Howard Owen is a novelist and journalist...
Struck by either an epiphany or a midlife crisis, Howard Owen wrote his first
novel, "Littlejohn," at the age of 40. The first draft took him about 100 days. At the time, Owen was sports editor
of a daily newspaper. He is now business editor of The Free Lance-Star in Fredericksburg, Virginia. He has never taken a sabbatical,
adhering instead to a schedule that includes about an hour a day for writing or revising. He finds that it is possible to
do great things with an hour a day, every day.

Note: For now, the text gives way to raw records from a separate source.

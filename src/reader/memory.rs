//! In-process oplog source.
//!
//! [`MemoryOplog`] is a hash-chained, append-only log with the knobs a real
//! upstream exposes to failure: it can be truncated (a source-side rollback),
//! marked unreachable, and fed one-shot [`Fault`]s that the next cursor fetch
//! consumes.

use super::{OplogBatch, OplogCursor, OplogReader, OplogReaderProvider};
use crate::error::{ReplicationError, Result};
use crate::oplog::{Namespace, OpKind, OpTime, OplogOperation};
use crate::sync_source::SyncSource;
use dashmap::DashMap;
use futures::future::{BoxFuture, FutureExt};
use serde_json::Value;
use std::collections::VecDeque;
use std::sync::atomic::{AtomicBool, AtomicI64, AtomicUsize, Ordering};
use std::sync::{Arc, Mutex, PoisonError};
use std::time::Duration;
use tokio::sync::Notify;

/// Base seconds for generated op times.
const BASE_SECS: u32 = 1_700_000_000;

/// Failure injected into the next cursor fetch.
#[derive(Debug, Clone, Copy, PartialEq, Eq)]
pub enum Fault {
    /// The fetch fails with a transient network error.
    Network,
    /// The remote cursor disappears.
    CursorLost,
}

#[derive(Default)]
struct LogInner {
    ops: Mutex<Vec<OplogOperation>>,
    appended: Notify,
    term: AtomicI64,
    unreachable: AtomicBool,
}

/// Hash-chained in-memory oplog. Cloning shares the log.
#[derive(Clone, Default)]
pub struct MemoryOplog {
    inner: Arc<LogInner>,
}

impl MemoryOplog {
    pub fn new() -> Self {
        let log = Self::default();
        log.inner.term.store(1, Ordering::Relaxed);
        log
    }

    fn ops(&self) -> std::sync::MutexGuard<'_, Vec<OplogOperation>> {
        self.inner.ops.lock().unwrap_or_else(PoisonError::into_inner)
    }

    /// Term stamped on subsequently appended operations.
    pub fn set_term(&self, term: i64) {
        self.inner.term.store(term, Ordering::Relaxed);
    }

    /// Append an operation chained to the current tail.
    pub fn append(&self, kind: OpKind, namespace: &str, payload: Value) -> OplogOperation {
        let op = {
            let mut ops = self.ops();
            let (prev_hash, op_time) = match ops.last() {
                Some(last) => (last.hash, next_op_time(&last.op_time, self.inner.term.load(Ordering::Relaxed))),
                None => (0, OpTime::new(self.inner.term.load(Ordering::Relaxed), BASE_SECS, 1)),
            };
            let op = OplogOperation::chained(prev_hash, op_time, kind, Namespace::parse(namespace), payload);
            ops.push(op.clone());
            op
        };
        self.inner.appended.notify_waiters();
        op
    }

    /// Append an arbitrary operation without chaining it.
    pub fn push_raw(&self, op: OplogOperation) {
        self.ops().push(op);
        self.inner.appended.notify_waiters();
    }

    /// Drop every operation after `op_time`.
    pub fn truncate_after(&self, op_time: OpTime) {
        self.ops().retain(|op| op.op_time <= op_time);
    }

    pub fn set_reachable(&self, reachable: bool) {
        self.inner.unreachable.store(!reachable, Ordering::Relaxed);
    }

    pub fn is_reachable(&self) -> bool {
        !self.inner.unreachable.load(Ordering::Relaxed)
    }

    pub fn last(&self) -> Option<OplogOperation> {
        self.ops().last().cloned()
    }

    pub fn len(&self) -> usize {
        self.ops().len()
    }

    pub fn is_empty(&self) -> bool {
        self.ops().is_empty()
    }

    /// Snapshot of every operation.
    pub fn snapshot(&self) -> Vec<OplogOperation> {
        self.ops().clone()
    }

    /// Up to `limit` operations at or after `from` (inclusive) or strictly
    /// after it (exclusive).
    fn read(&self, from: OpTime, inclusive: bool, limit: usize) -> Vec<OplogOperation> {
        let ops = self.ops();
        let start = ops.partition_point(|op| if inclusive { op.op_time < from } else { op.op_time <= from });
        ops[start..].iter().take(limit).cloned().collect()
    }
}

fn next_op_time(last: &OpTime, term: i64) -> OpTime {
    let term = term.max(last.term);
    if last.inc >= 9 {
        OpTime::new(term, last.secs + 1, 1)
    } else {
        OpTime::new(term, last.secs, last.inc + 1)
    }
}

/// Serves readers over a set of [`MemoryOplog`]s keyed by sync source.
pub struct MemoryReaderProvider {
    logs: DashMap<SyncSource, MemoryOplog>,
    faults: Arc<Mutex<VecDeque<Fault>>>,
    batch_size: usize,
    await_data: Duration,
    opened: Arc<AtomicUsize>,
    closed: Arc<AtomicUsize>,
}

impl Default for MemoryReaderProvider {
    fn default() -> Self {
        Self::new()
    }
}

impl MemoryReaderProvider {
    pub fn new() -> Self {
        Self {
            logs: DashMap::new(),
            faults: Arc::new(Mutex::new(VecDeque::new())),
            batch_size: 100,
            await_data: Duration::from_millis(20),
            opened: Arc::new(AtomicUsize::new(0)),
            closed: Arc::new(AtomicUsize::new(0)),
        }
    }

    /// Maximum operations per fetched batch.
    pub fn with_batch_size(mut self, batch_size: usize) -> Self {
        self.batch_size = batch_size.max(1);
        self
    }

    /// How long an idle cursor waits for new operations before returning an empty batch.
    pub fn with_await_data(mut self, await_data: Duration) -> Self {
        self.await_data = await_data;
        self
    }

    pub fn add_source(&self, source: SyncSource, log: MemoryOplog) {
        self.logs.insert(source, log);
    }

    /// Queue a fault for the next cursor fetch on any source.
    pub fn inject(&self, fault: Fault) {
        self.faults.lock().unwrap_or_else(PoisonError::into_inner).push_back(fault);
    }

    pub fn readers_opened(&self) -> usize {
        self.opened.load(Ordering::SeqCst)
    }

    pub fn readers_closed(&self) -> usize {
        self.closed.load(Ordering::SeqCst)
    }
}

impl OplogReaderProvider for MemoryReaderProvider {
    fn new_reader(&self, source: &SyncSource) -> BoxFuture<'_, Result<Box<dyn OplogReader>>> {
        let result = match self.logs.get(source) {
            Some(log) if log.is_reachable() => {
                self.opened.fetch_add(1, Ordering::SeqCst);
                Ok(Box::new(MemoryReader {
                    source: source.clone(),
                    log: log.clone(),
                    faults: Arc::clone(&self.faults),
                    batch_size: self.batch_size,
                    await_data: self.await_data,
                    closed: Some(Arc::clone(&self.closed)),
                }) as Box<dyn OplogReader>)
            }
            Some(_) => Err(ReplicationError::unreachable(source.to_string(), "connection refused")),
            None => Err(ReplicationError::unreachable(source.to_string(), "unknown host")),
        };
        async move { result }.boxed()
    }
}

struct MemoryReader {
    source: SyncSource,
    log: MemoryOplog,
    faults: Arc<Mutex<VecDeque<Fault>>>,
    batch_size: usize,
    await_data: Duration,
    /// Taken on the first close so double closes count once.
    closed: Option<Arc<AtomicUsize>>,
}

impl OplogReader for MemoryReader {
    fn source(&self) -> &SyncSource {
        &self.source
    }

    fn query_gte(&mut self, from: OpTime) -> BoxFuture<'_, Result<Box<dyn OplogCursor>>> {
        let result = if self.log.is_reachable() {
            Ok(Box::new(MemoryCursor {
                log: self.log.clone(),
                faults: Arc::clone(&self.faults),
                position: from,
                inclusive: true,
                batch_size: self.batch_size,
                await_data: self.await_data,
            }) as Box<dyn OplogCursor>)
        } else {
            Err(ReplicationError::network("query", format!("{} unreachable", self.source)))
        };
        async move { result }.boxed()
    }

    fn get_last_op(&mut self) -> BoxFuture<'_, Result<OplogOperation>> {
        let result = if !self.log.is_reachable() {
            Err(ReplicationError::network("getLastOp", format!("{} unreachable", self.source)))
        } else {
            self.log.last().ok_or_else(|| ReplicationError::OplogStartMissing {
                source_id: self.source.to_string(),
            })
        };
        async move { result }.boxed()
    }

    fn close(&mut self) -> BoxFuture<'_, ()> {
        if let Some(closed) = self.closed.take() {
            closed.fetch_add(1, Ordering::SeqCst);
        }
        async {}.boxed()
    }
}

struct MemoryCursor {
    log: MemoryOplog,
    faults: Arc<Mutex<VecDeque<Fault>>>,
    position: OpTime,
    inclusive: bool,
    batch_size: usize,
    await_data: Duration,
}

impl MemoryCursor {
    fn take_fault(&self) -> Option<Fault> {
        self.faults.lock().unwrap_or_else(PoisonError::into_inner).pop_front()
    }
}

impl OplogCursor for MemoryCursor {
    fn fetch_batch(&mut self) -> BoxFuture<'_, Result<Option<OplogBatch>>> {
        async move {
            match self.take_fault() {
                Some(Fault::Network) => return Err(ReplicationError::network("getMore", "injected network fault")),
                Some(Fault::CursorLost) => return Ok(None),
                None => {}
            }
            if !self.log.is_reachable() {
                return Err(ReplicationError::network("getMore", "source unreachable"));
            }

            let notified = self.log.inner.appended.notified();
            tokio::pin!(notified);
            notified.as_mut().enable();

            let mut ops = self.log.read(self.position, self.inclusive, self.batch_size);
            if ops.is_empty() {
                let _ = tokio::time::timeout(self.await_data, notified).await;
                ops = self.log.read(self.position, self.inclusive, self.batch_size);
            }
            if let Some(last) = ops.last() {
                self.position = last.op_time;
                self.inclusive = false;
            }
            Ok(Some(OplogBatch::new(ops)))
        }
        .boxed()
    }

    fn close(&mut self) -> BoxFuture<'_, ()> {
        async {}.boxed()
    }
}

#[cfg(test)]
mod tests {
    use super::*;
    use serde_json::json;

    fn source() -> SyncSource {
        SyncSource::new("mem", 27017)
    }

    #[test]
    fn test_append_chains_hashes() {
        let log = MemoryOplog::new();
        let a = log.append(OpKind::Insert, "app.users", json!({"_id": 1}));
        let b = log.append(OpKind::Insert, "app.users", json!({"_id": 2}));
        assert!(a.verify_chain(0));
        assert!(b.verify_chain(a.hash));
        assert!(a.op_time < b.op_time);
    }

    #[test]
    fn test_op_times_roll_over_and_follow_term() {
        let log = MemoryOplog::new();
        let mut last = OpTime::ZERO;
        for i in 0..25 {
            if i == 20 {
                log.set_term(2);
            }
            let op = log.append(OpKind::Noop, "", json!({}));
            assert!(op.op_time > last);
            last = op.op_time;
        }
        assert_eq!(last.term, 2);
    }

    #[test]
    fn test_truncate_after() {
        let log = MemoryOplog::new();
        let a = log.append(OpKind::Insert, "app.users", json!({"_id": 1}));
        log.append(OpKind::Insert, "app.users", json!({"_id": 2}));
        log.truncate_after(a.op_time);
        assert_eq!(log.len(), 1);
        assert_eq!(log.last(), Some(a));
    }

    #[tokio::test]
    async fn test_cursor_reads_in_batches() {
        let log = MemoryOplog::new();
        let ops: Vec<_> = (0..5).map(|i| log.append(OpKind::Insert, "app.users", json!({"_id": i}))).collect();
        let provider = MemoryReaderProvider::new().with_batch_size(2).with_await_data(Duration::from_millis(1));
        provider.add_source(source(), log);

        let mut reader = provider.new_reader(&source()).await.unwrap();
        let mut cursor = reader.query_gte(ops[1].op_time).await.unwrap();

        let first = cursor.fetch_batch().await.unwrap().unwrap();
        assert_eq!(first.size(), 2);
        assert_eq!(first.peek().unwrap().op_time, ops[1].op_time);

        let second = cursor.fetch_batch().await.unwrap().unwrap();
        assert_eq!(second.peek().unwrap().op_time, ops[3].op_time);

        let third = cursor.fetch_batch().await.unwrap().unwrap();
        assert_eq!(third.size(), 0);

        reader.close().await;
        reader.close().await;
        assert_eq!(provider.readers_opened(), 1);
        assert_eq!(provider.readers_closed(), 1);
    }

    #[tokio::test]
    async fn test_idle_cursor_wakes_on_append() {
        let log = MemoryOplog::new();
        let first = log.append(OpKind::Insert, "app.users", json!({"_id": 1}));
        let provider = MemoryReaderProvider::new().with_await_data(Duration::from_secs(5));
        provider.add_source(source(), log.clone());

        let mut reader = provider.new_reader(&source()).await.unwrap();
        let mut cursor = reader.query_gte(first.op_time).await.unwrap();
        cursor.fetch_batch().await.unwrap();

        let writer = log.clone();
        tokio::spawn(async move {
            tokio::time::sleep(Duration::from_millis(10)).await;
            writer.append(OpKind::Insert, "app.users", json!({"_id": 2}));
        });

        let batch = tokio::time::timeout(Duration::from_secs(1), cursor.fetch_batch())
            .await
            .expect("cursor should wake on append")
            .unwrap()
            .unwrap();
        assert_eq!(batch.size(), 1);
    }

    #[tokio::test]
    async fn test_unreachable_and_faults() {
        let log = MemoryOplog::new();
        log.append(OpKind::Insert, "app.users", json!({"_id": 1}));
        let provider = MemoryReaderProvider::new();
        provider.add_source(source(), log.clone());

        log.set_reachable(false);
        let err = provider.new_reader(&source()).await.err().unwrap();
        assert!(matches!(err, ReplicationError::SourceUnreachable { .. }));

        log.set_reachable(true);
        let mut reader = provider.new_reader(&source()).await.unwrap();
        let mut cursor = reader.query_gte(OpTime::ZERO).await.unwrap();

        provider.inject(Fault::Network);
        provider.inject(Fault::CursorLost);
        assert!(cursor.fetch_batch().await.unwrap_err().is_retryable());
        assert!(cursor.fetch_batch().await.unwrap().is_none());
        assert_eq!(cursor.fetch_batch().await.unwrap().unwrap().size(), 1);
    }

    #[tokio::test]
    async fn test_get_last_op_on_empty_log() {
        let provider = MemoryReaderProvider::new();
        provider.add_source(source(), MemoryOplog::new());
        let mut reader = provider.new_reader(&source()).await.unwrap();
        let err = reader.get_last_op().await.unwrap_err();
        assert!(matches!(err, ReplicationError::OplogStartMissing { .. }));
    }
}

Owen's tenth novel, "Oregon Hill," has just been published.
He is busy writing his next novel, a sequel, to be published in July of 2013.
We've just learned that Oregon Hill is one of five finalists for the Hammett Prize
for literary excellence in crime writing for 2012. The award is given annually by the North American branch of the International
Association of Crime Writers and is open to all fiction and non-fiction books in North America. The first winner was Elmore
Leonard. The award to the winner will be presented during the New Atlantic Independent Booksellers Conference in Somerset,
N.J., Sept. 30-Oct. 2.
Virginia Living TV Interview
(Howard Owen is the first interview on both the Virginia Living and Germanna Today TV shows.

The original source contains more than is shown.